• To do
Would you output the entries below only from the line containing "is too short" through the line containing "self.territories.len()", exactly as they stand and with both ends included?

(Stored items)
>>>
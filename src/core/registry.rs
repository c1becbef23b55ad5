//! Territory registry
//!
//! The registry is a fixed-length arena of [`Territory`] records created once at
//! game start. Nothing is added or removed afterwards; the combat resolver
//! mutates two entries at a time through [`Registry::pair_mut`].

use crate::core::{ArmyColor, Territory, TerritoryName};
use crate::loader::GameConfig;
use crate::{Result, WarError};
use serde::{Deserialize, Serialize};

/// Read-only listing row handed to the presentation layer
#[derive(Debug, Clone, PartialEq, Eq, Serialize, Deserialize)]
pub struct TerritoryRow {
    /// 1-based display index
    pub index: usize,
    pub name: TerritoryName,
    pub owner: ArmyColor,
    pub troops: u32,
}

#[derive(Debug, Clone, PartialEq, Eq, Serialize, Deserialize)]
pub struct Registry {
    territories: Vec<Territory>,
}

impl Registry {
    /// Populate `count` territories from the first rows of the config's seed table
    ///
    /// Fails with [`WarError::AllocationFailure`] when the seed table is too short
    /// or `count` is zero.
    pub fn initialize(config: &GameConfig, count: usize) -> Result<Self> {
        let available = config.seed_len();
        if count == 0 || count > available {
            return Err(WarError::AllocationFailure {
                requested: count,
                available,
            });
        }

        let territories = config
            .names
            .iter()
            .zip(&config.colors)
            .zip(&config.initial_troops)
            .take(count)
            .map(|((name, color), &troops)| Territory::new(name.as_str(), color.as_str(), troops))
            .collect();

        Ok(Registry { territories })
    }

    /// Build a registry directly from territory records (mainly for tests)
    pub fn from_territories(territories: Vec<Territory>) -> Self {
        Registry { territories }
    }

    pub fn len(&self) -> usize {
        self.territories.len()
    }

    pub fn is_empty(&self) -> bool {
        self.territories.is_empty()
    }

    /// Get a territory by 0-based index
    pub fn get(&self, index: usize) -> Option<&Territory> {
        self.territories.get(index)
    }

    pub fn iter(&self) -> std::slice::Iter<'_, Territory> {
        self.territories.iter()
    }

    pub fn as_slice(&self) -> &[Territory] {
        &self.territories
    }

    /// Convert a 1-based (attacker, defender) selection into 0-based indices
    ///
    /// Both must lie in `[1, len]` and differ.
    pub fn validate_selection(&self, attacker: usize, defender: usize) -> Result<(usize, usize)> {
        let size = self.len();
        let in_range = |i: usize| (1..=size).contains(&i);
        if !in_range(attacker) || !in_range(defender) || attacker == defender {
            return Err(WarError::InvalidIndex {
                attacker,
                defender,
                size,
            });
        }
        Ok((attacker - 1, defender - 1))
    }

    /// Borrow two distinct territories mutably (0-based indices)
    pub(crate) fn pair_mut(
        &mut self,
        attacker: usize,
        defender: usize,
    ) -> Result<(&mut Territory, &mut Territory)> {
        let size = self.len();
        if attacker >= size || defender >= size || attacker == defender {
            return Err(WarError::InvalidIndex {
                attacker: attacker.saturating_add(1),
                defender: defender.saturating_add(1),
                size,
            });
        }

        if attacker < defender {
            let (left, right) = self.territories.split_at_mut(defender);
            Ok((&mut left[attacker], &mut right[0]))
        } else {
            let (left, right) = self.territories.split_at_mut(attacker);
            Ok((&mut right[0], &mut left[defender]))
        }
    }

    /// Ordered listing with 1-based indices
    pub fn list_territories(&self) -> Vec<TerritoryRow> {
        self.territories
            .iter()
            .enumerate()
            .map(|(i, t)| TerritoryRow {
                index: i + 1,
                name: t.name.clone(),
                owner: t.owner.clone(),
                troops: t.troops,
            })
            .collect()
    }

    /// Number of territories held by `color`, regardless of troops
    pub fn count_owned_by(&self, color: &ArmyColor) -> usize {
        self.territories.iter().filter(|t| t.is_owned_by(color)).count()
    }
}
<<<
>>>
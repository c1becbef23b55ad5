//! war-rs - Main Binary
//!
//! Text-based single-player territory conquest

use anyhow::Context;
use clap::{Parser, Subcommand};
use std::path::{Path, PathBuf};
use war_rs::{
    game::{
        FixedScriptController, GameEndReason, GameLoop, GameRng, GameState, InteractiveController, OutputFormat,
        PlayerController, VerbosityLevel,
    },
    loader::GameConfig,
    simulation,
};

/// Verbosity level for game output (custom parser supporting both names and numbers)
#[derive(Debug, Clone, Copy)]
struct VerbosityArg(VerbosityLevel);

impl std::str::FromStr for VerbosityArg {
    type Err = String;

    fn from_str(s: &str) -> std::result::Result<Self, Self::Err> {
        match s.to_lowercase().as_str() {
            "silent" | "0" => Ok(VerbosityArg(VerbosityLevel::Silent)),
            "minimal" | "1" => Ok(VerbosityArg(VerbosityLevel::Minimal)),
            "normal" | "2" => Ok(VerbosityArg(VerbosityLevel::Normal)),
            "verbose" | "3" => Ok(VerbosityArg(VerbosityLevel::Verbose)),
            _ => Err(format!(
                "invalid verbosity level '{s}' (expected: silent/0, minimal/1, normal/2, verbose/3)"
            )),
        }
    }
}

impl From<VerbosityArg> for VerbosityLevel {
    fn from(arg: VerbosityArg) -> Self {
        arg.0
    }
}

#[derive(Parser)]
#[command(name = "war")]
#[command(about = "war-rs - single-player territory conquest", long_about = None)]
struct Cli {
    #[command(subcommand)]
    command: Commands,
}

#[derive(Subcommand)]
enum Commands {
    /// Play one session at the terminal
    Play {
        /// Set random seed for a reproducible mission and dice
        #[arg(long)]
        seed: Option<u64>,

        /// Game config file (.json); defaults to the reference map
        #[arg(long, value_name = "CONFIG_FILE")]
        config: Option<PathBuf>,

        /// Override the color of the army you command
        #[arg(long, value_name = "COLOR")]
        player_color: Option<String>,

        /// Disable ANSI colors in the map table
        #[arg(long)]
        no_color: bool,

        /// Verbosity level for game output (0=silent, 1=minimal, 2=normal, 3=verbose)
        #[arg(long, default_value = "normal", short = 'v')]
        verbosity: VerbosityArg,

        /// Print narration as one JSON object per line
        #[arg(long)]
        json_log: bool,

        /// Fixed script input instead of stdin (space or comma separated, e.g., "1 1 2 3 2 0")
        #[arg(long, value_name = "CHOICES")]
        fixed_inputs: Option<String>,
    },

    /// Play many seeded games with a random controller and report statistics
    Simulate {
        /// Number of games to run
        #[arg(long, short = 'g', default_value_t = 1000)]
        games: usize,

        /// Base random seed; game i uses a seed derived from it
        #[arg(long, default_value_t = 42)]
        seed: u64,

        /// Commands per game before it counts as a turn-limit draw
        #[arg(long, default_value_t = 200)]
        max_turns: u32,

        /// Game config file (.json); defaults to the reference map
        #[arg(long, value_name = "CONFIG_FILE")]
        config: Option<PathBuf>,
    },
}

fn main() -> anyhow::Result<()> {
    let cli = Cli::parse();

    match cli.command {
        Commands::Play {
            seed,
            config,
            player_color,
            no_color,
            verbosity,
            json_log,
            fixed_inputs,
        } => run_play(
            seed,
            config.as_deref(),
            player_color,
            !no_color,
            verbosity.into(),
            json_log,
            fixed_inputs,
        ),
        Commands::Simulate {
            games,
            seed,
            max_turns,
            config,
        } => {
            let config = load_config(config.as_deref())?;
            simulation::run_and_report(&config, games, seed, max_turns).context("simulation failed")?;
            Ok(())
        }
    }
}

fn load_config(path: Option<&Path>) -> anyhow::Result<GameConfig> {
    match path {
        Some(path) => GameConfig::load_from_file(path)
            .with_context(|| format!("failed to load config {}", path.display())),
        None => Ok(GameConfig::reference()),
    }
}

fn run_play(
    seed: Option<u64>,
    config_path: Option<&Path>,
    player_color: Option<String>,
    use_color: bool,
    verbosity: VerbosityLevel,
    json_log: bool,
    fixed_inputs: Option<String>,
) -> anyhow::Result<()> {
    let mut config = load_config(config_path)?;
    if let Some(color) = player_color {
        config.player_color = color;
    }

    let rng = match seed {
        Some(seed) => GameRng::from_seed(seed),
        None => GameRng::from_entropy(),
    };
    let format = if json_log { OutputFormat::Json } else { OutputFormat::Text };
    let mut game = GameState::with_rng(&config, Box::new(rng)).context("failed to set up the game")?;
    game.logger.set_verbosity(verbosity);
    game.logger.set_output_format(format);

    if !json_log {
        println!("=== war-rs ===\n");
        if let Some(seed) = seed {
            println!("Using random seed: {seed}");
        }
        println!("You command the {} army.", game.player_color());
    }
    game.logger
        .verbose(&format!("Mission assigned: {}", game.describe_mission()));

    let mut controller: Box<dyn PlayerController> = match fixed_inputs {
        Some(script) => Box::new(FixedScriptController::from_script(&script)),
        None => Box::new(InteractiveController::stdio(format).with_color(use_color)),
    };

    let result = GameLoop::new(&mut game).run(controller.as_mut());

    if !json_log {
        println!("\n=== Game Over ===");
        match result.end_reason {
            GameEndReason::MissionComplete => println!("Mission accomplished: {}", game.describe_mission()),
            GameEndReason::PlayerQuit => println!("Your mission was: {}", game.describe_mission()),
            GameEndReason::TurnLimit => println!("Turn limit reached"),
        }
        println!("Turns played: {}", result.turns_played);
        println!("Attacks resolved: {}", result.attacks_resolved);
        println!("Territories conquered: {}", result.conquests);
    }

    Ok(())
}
<<<
• Expected output
    /// Fails with [`WarError::AllocationFailure`] when the seed table is too short
    /// or `count` is zero.
    pub fn initialize(config: &GameConfig, count: usize) -> Result<Self> {
        let available = config.seed_len();
        if count == 0 || count > available {
            return Err(WarError::AllocationFailure {
                requested: count,
                available,
            });
        }

        let territories = config
            .names
            .iter()
            .zip(&config.colors)
            .zip(&config.initial_troops)
            .take(count)
            .map(|((name, color), &troops)| Territory::new(name.as_str(), color.as_str(), troops))
            .collect();

        Ok(Registry { territories })
    }

    /// Build a registry directly from territory records (mainly for tests)
    pub fn from_territories(territories: Vec<Territory>) -> Self {
        Registry { territories }
    }

    pub fn len(&self) -> usize {
        self.territories.len()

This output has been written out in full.